Why do dogs try to mate with your leg?

Many have experienced the embarrassing moment when their host male dog suddenly grabs the front legs around his leg and begins to push hard on the pelvis.

Why do these dogs start such an unpromising activity?

The answer is that when puppies are puppies they go through a period of special socialization and during that time they establish their identity. This critical period lasts from four to twelve weeks of age, and any species that shares this time closely and friendly with them becomes their species. For all pet dogs, there are always two species at this critical stage – dogs and humans. As a result, they become ‘mental hybrids’ that are strongly linked to both species. Throughout their lives they are relaxed in dog and human society. Their human family members adequately serve as adopted ‘packs’. People share their food, share their den, patrol the land together, play together, do small social work, do the necessary greetings, and generally act shamelessly in the role of dog companions.

The dog club and the human club fit in well. The relationship breaks down only where there is sex.

Fortunately, dogs have some powerful innate responses to sexual attraction, which usually serve to keep dogs pointing in the right direction. Because humans do not have the dog’s specific sexual odor, they do not normally provoke the sexual responses of male dogs who share their homes. When it comes to dogs, people are simply ‘members of their community who never have sex’.

All should be well, but sadly, for most male dogs, encountering bitches at extra high temperatures is an unusually rare occurrence in their domestic life. Even family cats develop a level of sexual frustration that begins to look attractive. At this point Randy the dog tries to fix almost anything that stays for a long time, including cats, other male dogs, cushions and human feet.

Human feet are attractive because they are easy to tie. Choosing a leg rather than the most appropriate part of anthropology is simply because of the strange, incongruous shape of humans. They are very large and tall, making the final solution the only zone that is easily accessible for sexual development.

The correct answer to a dog holding a leg is sympathy rather than anger. In fact, it was we who condemned such dogs to an unusually celibate existence. What is needed is a polite rejection of their progress, not a punishment for the anger sometimes given.

Commenting on the dog’s interest in the family cat did not mean to take a face. Some sexually frustrated dogs try to mate with cats, but this only happens when the animals in question grow up together as puppies and kittens. Close contact with young cats during the critical stages of puppy development adds cats to the ‘my species’ category of the dog’s mind.

A puppy that played with:
(A) the other puppies in its litter;
(B) Family kitten, and
(C) At the stage of socialization from four to twelve weeks, its human owners have a lifelong tripartite obligation.

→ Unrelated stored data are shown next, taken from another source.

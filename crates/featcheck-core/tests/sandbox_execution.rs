//! Integration tests for the execution sandbox using shell-script artifacts.

use featcheck_core::compare::signal_name;
use featcheck_core::{ExecutionSandbox, HarnessFault, SandboxConfig};
use std::os::unix::fs::PermissionsExt;
use std::path::{Path, PathBuf};
use std::time::{Duration, Instant};

/// Write an executable script through a child shell, so the test process
/// never holds a writable descriptor to the file it later executes.
async fn script(dir: &Path, name: &str, body: &str) -> PathBuf {
    let path = dir.join(name);
    let status = tokio::process::Command::new("sh")
        .arg("-c")
        .arg("printf '%s' \"$1\" > \"$2\" && chmod 755 \"$2\"")
        .arg("sh")
        .arg(format!("#!/bin/sh\n{}\n", body))
        .arg(&path)
        .status()
        .await
        .expect("spawn sh");
    assert!(status.success());
    path
}

fn sandbox(timeout_ms: u64, scratch: &Path) -> ExecutionSandbox {
    ExecutionSandbox::new(SandboxConfig {
        timeout_ms,
        max_output_bytes: 1024 * 1024,
        scratch_root: Some(scratch.to_path_buf()),
    })
}

/// Test: normal exit codes are reported as-is
#[tokio::test]
async fn test_exit_code_captured() {
    let dir = tempfile::tempdir().unwrap();
    let bin = script(dir.path(), "seven", "echo out; echo err >&2; exit 7").await;

    let result = sandbox(5_000, dir.path()).execute(&bin).await.unwrap();
    assert_eq!(result.exit_code, Some(7));
    assert_eq!(result.signal, None);
    assert_eq!(result.stdout, b"out\n");
    assert_eq!(result.stderr, b"err\n");
    assert!(result.exited_normally());
    assert!(!result.timed_out);
}

/// Test: termination by signal has no exit code and names the signal
#[tokio::test]
async fn test_signal_is_reported() {
    let dir = tempfile::tempdir().unwrap();
    let bin = script(dir.path(), "segv", "printf partial; kill -SEGV $$").await;

    let result = sandbox(5_000, dir.path()).execute(&bin).await.unwrap();
    assert_eq!(result.exit_code, None);
    let signal = result.signal.expect("terminated by a signal");
    assert_eq!(signal_name(signal), "SIGSEGV");
    assert_eq!(result.stdout, b"partial");
    assert!(!result.timed_out);
}

/// Test: on timeout the whole process group is killed
#[tokio::test]
async fn test_timeout_kills_process_tree() {
    let dir = tempfile::tempdir().unwrap();
    let marker = dir.path().join("leaked");
    let body = format!("(sleep 1; echo leaked > '{}') & sleep 30", marker.display());
    let bin = script(dir.path(), "spin", &body).await;

    let start = Instant::now();
    let result = sandbox(300, dir.path()).execute(&bin).await.unwrap();
    assert!(result.timed_out);
    assert_eq!(result.exit_code, None);
    assert!(start.elapsed() < Duration::from_secs(10));

    tokio::time::sleep(Duration::from_millis(1_500)).await;
    assert!(!marker.exists(), "background child outlived the timeout");
}

/// Test: every run gets its own, empty, temporary working directory
#[tokio::test]
async fn test_working_directory_is_fresh_and_removed() {
    let dir = tempfile::tempdir().unwrap();
    let bin = script(dir.path(), "where", "ls -A | wc -l | tr -d ' '; touch test.txt; pwd").await;
    let sandbox = sandbox(5_000, dir.path());

    let (a, b) = tokio::join!(sandbox.execute(&bin), sandbox.execute(&bin));
    let (a, b) = (a.unwrap(), b.unwrap());

    let parse = |stdout: &[u8]| {
        let text = String::from_utf8(stdout.to_vec()).unwrap();
        let mut lines = text.lines();
        let count = lines.next().unwrap().to_string();
        let cwd = PathBuf::from(lines.next().unwrap());
        (count, cwd)
    };
    let (count_a, cwd_a) = parse(&a.stdout);
    let (count_b, cwd_b) = parse(&b.stdout);

    assert_eq!(count_a, "0");
    assert_eq!(count_b, "0");
    assert_ne!(cwd_a, cwd_b);
    assert!(cwd_a.starts_with(dir.path().canonicalize().unwrap()) || cwd_a.starts_with(dir.path()));
    assert!(!cwd_a.exists());
    assert!(!cwd_b.exists());
}

/// Test: output bytes are captured verbatim
#[tokio::test]
async fn test_output_is_exact_bytes() {
    let dir = tempfile::tempdir().unwrap();
    let bin = script(dir.path(), "bytes", "printf 'a\\r\\nb\\377'").await;

    let result = sandbox(5_000, dir.path()).execute(&bin).await.unwrap();
    assert_eq!(result.stdout, vec![b'a', b'\r', b'\n', b'b', 0xff]);
}

/// Test: output beyond the capture limit is drained and flagged
#[tokio::test]
async fn test_output_truncated_at_limit() {
    let dir = tempfile::tempdir().unwrap();
    let bin = script(dir.path(), "flood", "head -c 200000 /dev/zero").await;

    let sandbox = ExecutionSandbox::new(SandboxConfig {
        timeout_ms: 5_000,
        max_output_bytes: 100,
        scratch_root: Some(dir.path().to_path_buf()),
    });
    let result = sandbox.execute(&bin).await.unwrap();
    assert_eq!(result.exit_code, Some(0));
    assert_eq!(result.stdout.len(), 100);
    assert!(result.stdout_truncated);
    assert!(!result.stderr_truncated);
}

/// Test: the environment is minimal and stdin is closed
#[tokio::test]
async fn test_minimal_environment_and_closed_stdin() {
    let dir = tempfile::tempdir().unwrap();
    let bin = script(dir.path(), "env", "echo \"[$HOME][$LANG][$LC_ALL]\"; cat; echo done").await;

    let result = sandbox(5_000, dir.path()).execute(&bin).await.unwrap();
    assert_eq!(result.stdout, b"[][C][C]\ndone\n");
}

/// Test: a missing artifact is reported on its own result, not as a fault
#[tokio::test]
async fn test_missing_artifact_is_not_launched() {
    let dir = tempfile::tempdir().unwrap();
    let result = sandbox(5_000, dir.path())
        .execute(&dir.path().join("missing"))
        .await
        .unwrap();
    assert!(result.launch_error.is_some());
    assert_eq!(result.exit_code, None);
    assert!(!result.exited_normally());
}

/// Test: an unusable scratch root is a harness fault
#[tokio::test]
async fn test_unusable_scratch_root_is_fault() {
    let dir = tempfile::tempdir().unwrap();
    let bin = script(dir.path(), "ok", "exit 0").await;
    let blocker = dir.path().join("not-a-dir");
    std::fs::write(&blocker, "").unwrap();

    let err = sandbox(5_000, &blocker).execute(&bin).await.unwrap_err();
    assert!(matches!(err, HarnessFault::Scratch { .. }));
}

/// Test: a directory in place of the artifact is still a harness fault
#[tokio::test]
async fn test_directory_artifact_is_fault() {
    let dir = tempfile::tempdir().unwrap();
    let artifact = dir.path().join("artifact");
    std::fs::create_dir(&artifact).unwrap();
    std::fs::set_permissions(&artifact, std::fs::Permissions::from_mode(0o755)).unwrap();

    let err = sandbox(5_000, dir.path()).execute(&artifact).await.unwrap_err();
    assert!(matches!(err, HarnessFault::Spawn { .. }));
}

There is another side to the coin to this attachment process. The absence of a species during the social period of the puppy’s development means that it is then something that should automatically be avoided. This applies even to the real species of puppy. If a small puppy is taken away from its mother before its eyes and ears are opened – say, when it is a week old – and raised in solitary confinement, it is highly attached to humans but will always be shy with other dogs. In later life. So it would be a big mistake to quickly remove a puppy from his family. In the event of a catastrophe, the mother dies and only one puppy survives, for example, it is important to try to keep other puppies or dogs around him as the puppy is being raised by hand. A company of its own kind during its critical growth period.

Even if a puppy is kept in its own dog family and kept completely away from humans until it is more than twelve weeks old, it will never become tame and friendly with humans in later life. Puppies raised on a research farm that had no close contact with humans until they were fourteen weeks old were like productive animals.

The idea that the domestic dog is in some way a ‘genetically tamed’ animal is therefore not true. The suggestion that wolves are more ‘barbaric’ and untamed than dogs is also wrong. A wolf cub taken at a young age of development becomes a remarkably friendly companion, and when many people see it being taken for a walk on collars and lead, they will think it is just another big dog. In fact, at one point a tame adult wolf was taken from England to Queen Elizabeth and registered as an Alsatian without comment. It was given a walk around the deck every day and was happily petted by passengers and crew who would have been terrified if they had known its true identity.